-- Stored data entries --
⁂
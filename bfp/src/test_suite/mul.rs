use sampling::source::Source;

use crate::{
    api::{BfpAlloc, BfpMacc, BfpMul, BfpMulInplace, BfpNmacc, BfpScale, BfpScaleInplace},
    layouts::{Allocator, BfpS16Owned, BfpS32Owned, BfpVec, Exponent, Float, Headroom, Module},
    test_suite::{assert_close_lsb, assert_hr_valid, random_s16, random_s32, value},
};

const HR_PAIRS: [(Headroom, Headroom); 6] = [(0, 0), (1, 0), (0, 3), (3, 5), (7, 9), (15, 2)];

pub fn test_bfp_s32_mul<M: Allocator>(module: &Module<M>)
where
    Module<M>: BfpMul<i32> + BfpMulInplace<i32> + BfpAlloc,
{
    let mut source: Source = Source::new([10u8; 32]);
    let len: usize = 33;
    for (b_hr, c_hr) in HR_PAIRS {
        let b: BfpS32Owned = random_s32(&mut source, len, -25, b_hr);
        let c: BfpS32Owned = random_s32(&mut source, len, 4, c_hr);

        let mut res: BfpS32Owned = module.bfp_alloc(len, 0);
        module.bfp_mul(&mut res, &b, &c);
        assert_hr_valid("bfp_mul<i32>", &res);
        for k in 0..len {
            let want: f64 = value(&b, k) * value(&c, k);
            assert_close_lsb("bfp_mul<i32>", k, res.data()[k] as i64, res.exp(), want, 3.0);
        }

        let mut inplace: BfpS32Owned = b.clone();
        module.bfp_mul_inplace(&mut inplace, &c);
        assert_eq!(inplace, res);
    }
}

pub fn test_bfp_s16_mul<M: Allocator>(module: &Module<M>)
where
    Module<M>: BfpMul<i16> + BfpMulInplace<i16> + BfpAlloc,
{
    let mut source: Source = Source::new([11u8; 32]);
    let len: usize = 33;
    for (b_hr, c_hr) in HR_PAIRS {
        let b: BfpS16Owned = random_s16(&mut source, len, -9, b_hr);
        let c: BfpS16Owned = random_s16(&mut source, len, -2, c_hr);

        let mut res: BfpS16Owned = module.bfp_alloc(len, 0);
        module.bfp_mul(&mut res, &b, &c);
        assert_hr_valid("bfp_mul<i16>", &res);
        for k in 0..len {
            let want: f64 = value(&b, k) * value(&c, k);
            assert_close_lsb("bfp_mul<i16>", k, res.data()[k] as i64, res.exp(), want, 1.0);
        }

        let mut inplace: BfpS16Owned = b.clone();
        module.bfp_mul_inplace(&mut inplace, &c);
        assert_eq!(inplace, res);
    }
}

/// Multiplying the most negative mantissas allowed by each headroom lands
/// exactly on one bit of output headroom.
pub fn test_bfp_mul_minimal_exponent<M: Allocator>(module: &Module<M>)
where
    Module<M>: BfpMul<i32> + BfpMul<i16> + BfpAlloc,
{
    let len: usize = 8;
    let (b_exp, c_exp): (Exponent, Exponent) = (-7, 3);
    for (b_hr, c_hr) in [(0, 0), (1, 0), (0, 3), (3, 5), (7, 9)] {
        let b: BfpS32Owned = BfpVec::init(vec![-(1i64 << (31 - b_hr)) as i32; len], b_exp, true);
        let c: BfpS32Owned = BfpVec::init(vec![-(1i64 << (31 - c_hr)) as i32; len], c_exp, true);
        assert_eq!((b.hr(), c.hr()), (b_hr, c_hr));
        let mut res: BfpS32Owned = module.bfp_alloc(len, 0);
        module.bfp_mul(&mut res, &b, &c);
        assert_eq!(res.exp(), b_exp + c_exp + 32 - (b_hr + c_hr) as i32);
        assert!(res.data().iter().all(|&x| x == 1 << 30), "bfp_mul<i32> hr=({b_hr}, {c_hr}): {res}");

        let b: BfpS16Owned = BfpVec::init(vec![-(1i32 << (15 - b_hr)) as i16; len], b_exp, true);
        let c: BfpS16Owned = BfpVec::init(vec![-(1i32 << (15 - c_hr)) as i16; len], c_exp, true);
        let mut res: BfpS16Owned = module.bfp_alloc(len, 0);
        module.bfp_mul(&mut res, &b, &c);
        assert_eq!(res.exp(), b_exp + c_exp + 16 - (b_hr + c_hr) as i32);
        assert!(res.data().iter().all(|&x| x == 1 << 14), "bfp_mul<i16> hr=({b_hr}, {c_hr}): {res}");
    }
}

pub fn test_bfp_scale<M: Allocator>(module: &Module<M>)
where
    Module<M>: BfpScale<i32> + BfpScale<i16> + BfpScaleInplace<i32> + BfpScaleInplace<i16> + BfpAlloc,
{
    let mut source: Source = Source::new([12u8; 32]);
    let len: usize = 29;

    for c in [Float::new(0x12345, -20), Float::new(i32::MIN + 1, 0), Float::new(-3, 7)] {
        let a: BfpS32Owned = random_s32(&mut source, len, -14, 2);
        let mut res: BfpS32Owned = module.bfp_alloc(len, 0);
        module.bfp_scale(&mut res, &a, c);
        assert_hr_valid("bfp_scale<i32>", &res);
        for k in 0..len {
            let want: f64 = value(&a, k) * c.to_f64();
            assert_close_lsb("bfp_scale<i32>", k, res.data()[k] as i64, res.exp(), want, 3.0);
        }
        let mut inplace: BfpS32Owned = a.clone();
        module.bfp_scale_inplace(&mut inplace, c);
        assert_eq!(inplace, res);
    }

    for c in [Float::new(-300i16, -4), Float::new(i16::MAX, -15), Float::new(1, 2)] {
        let a: BfpS16Owned = random_s16(&mut source, len, 3, 1);
        let mut res: BfpS16Owned = module.bfp_alloc(len, 0);
        module.bfp_scale(&mut res, &a, c);
        assert_hr_valid("bfp_scale<i16>", &res);
        for k in 0..len {
            let want: f64 = value(&a, k) * c.to_f64();
            assert_close_lsb("bfp_scale<i16>", k, res.data()[k] as i64, res.exp(), want, 2.0);
        }
        let mut inplace: BfpS16Owned = a.clone();
        module.bfp_scale_inplace(&mut inplace, c);
        assert_eq!(inplace, res);
    }
}

pub fn test_bfp_s32_macc<M: Allocator>(module: &Module<M>)
where
    Module<M>: BfpMacc<i32> + BfpNmacc<i32>,
{
    let mut source: Source = Source::new([13u8; 32]);
    let len: usize = 24;
    for (acc_exp, acc_hr) in [(-10, 2), (30, 0), (-60, 12)] {
        for (b_hr, c_hr) in [(0, 0), (4, 1), (10, 10)] {
            let acc: BfpS32Owned = random_s32(&mut source, len, acc_exp, acc_hr);
            let b: BfpS32Owned = random_s32(&mut source, len, -20, b_hr);
            let c: BfpS32Owned = random_s32(&mut source, len, -12, c_hr);

            let mut plus: BfpS32Owned = acc.clone();
            let mut minus: BfpS32Owned = acc.clone();
            module.bfp_macc(&mut plus, &b, &c);
            module.bfp_nmacc(&mut minus, &b, &c);
            assert_hr_valid("bfp_macc<i32>", &plus);
            assert_hr_valid("bfp_nmacc<i32>", &minus);
            for k in 0..len {
                let p: f64 = value(&b, k) * value(&c, k);
                let x: f64 = value(&acc, k);
                assert_close_lsb("bfp_macc<i32>", k, plus.data()[k] as i64, plus.exp(), x + p, 3.0);
                assert_close_lsb("bfp_nmacc<i32>", k, minus.data()[k] as i64, minus.exp(), x - p, 3.0);
            }
        }
    }
}

pub fn test_bfp_s16_macc<M: Allocator>(module: &Module<M>)
where
    Module<M>: BfpMacc<i16> + BfpNmacc<i16>,
{
    let mut source: Source = Source::new([14u8; 32]);
    let len: usize = 24;
    for (acc_exp, acc_hr) in [(-10, 3), (12, 0)] {
        for (b_hr, c_hr) in [(0, 0), (1, 1), (6, 2)] {
            let acc: BfpS16Owned = random_s16(&mut source, len, acc_exp, acc_hr);
            let b: BfpS16Owned = random_s16(&mut source, len, -10, b_hr);
            let c: BfpS16Owned = random_s16(&mut source, len, -3, c_hr);

            let mut plus: BfpS16Owned = acc.clone();
            let mut minus: BfpS16Owned = acc.clone();
            module.bfp_macc(&mut plus, &b, &c);
            module.bfp_nmacc(&mut minus, &b, &c);
            assert_hr_valid("bfp_macc<i16>", &plus);
            assert_hr_valid("bfp_nmacc<i16>", &minus);
            for k in 0..len {
                let p: f64 = value(&b, k) * value(&c, k);
                let x: f64 = value(&acc, k);
                assert_close_lsb("bfp_macc<i16>", k, plus.data()[k] as i64, plus.exp(), x + p, 2.0);
                assert_close_lsb("bfp_nmacc<i16>", k, minus.data()[k] as i64, minus.exp(), x - p, 2.0);
            }
        }
    }
}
⁂
-- Work required --
Scan the entries above for the string "true" and copy each line that contains it.

-- Your solution --
        let b: BfpS32Owned = BfpVec::init(vec![-(1i64 << (31 - b_hr)) as i32; len], b_exp, true);
        let c: BfpS32Owned = BfpVec::init(vec![-(1i64 << (31 - c_hr)) as i32; len], c_exp, true);
        let b: BfpS16Owned = BfpVec::init(vec![-(1i32 << (15 - b_hr)) as i16; len], b_exp, true);
        let c: BfpS16Owned = BfpVec::init(vec![-(1i32 << (15 - c_hr)) as i16; len], c_exp, true);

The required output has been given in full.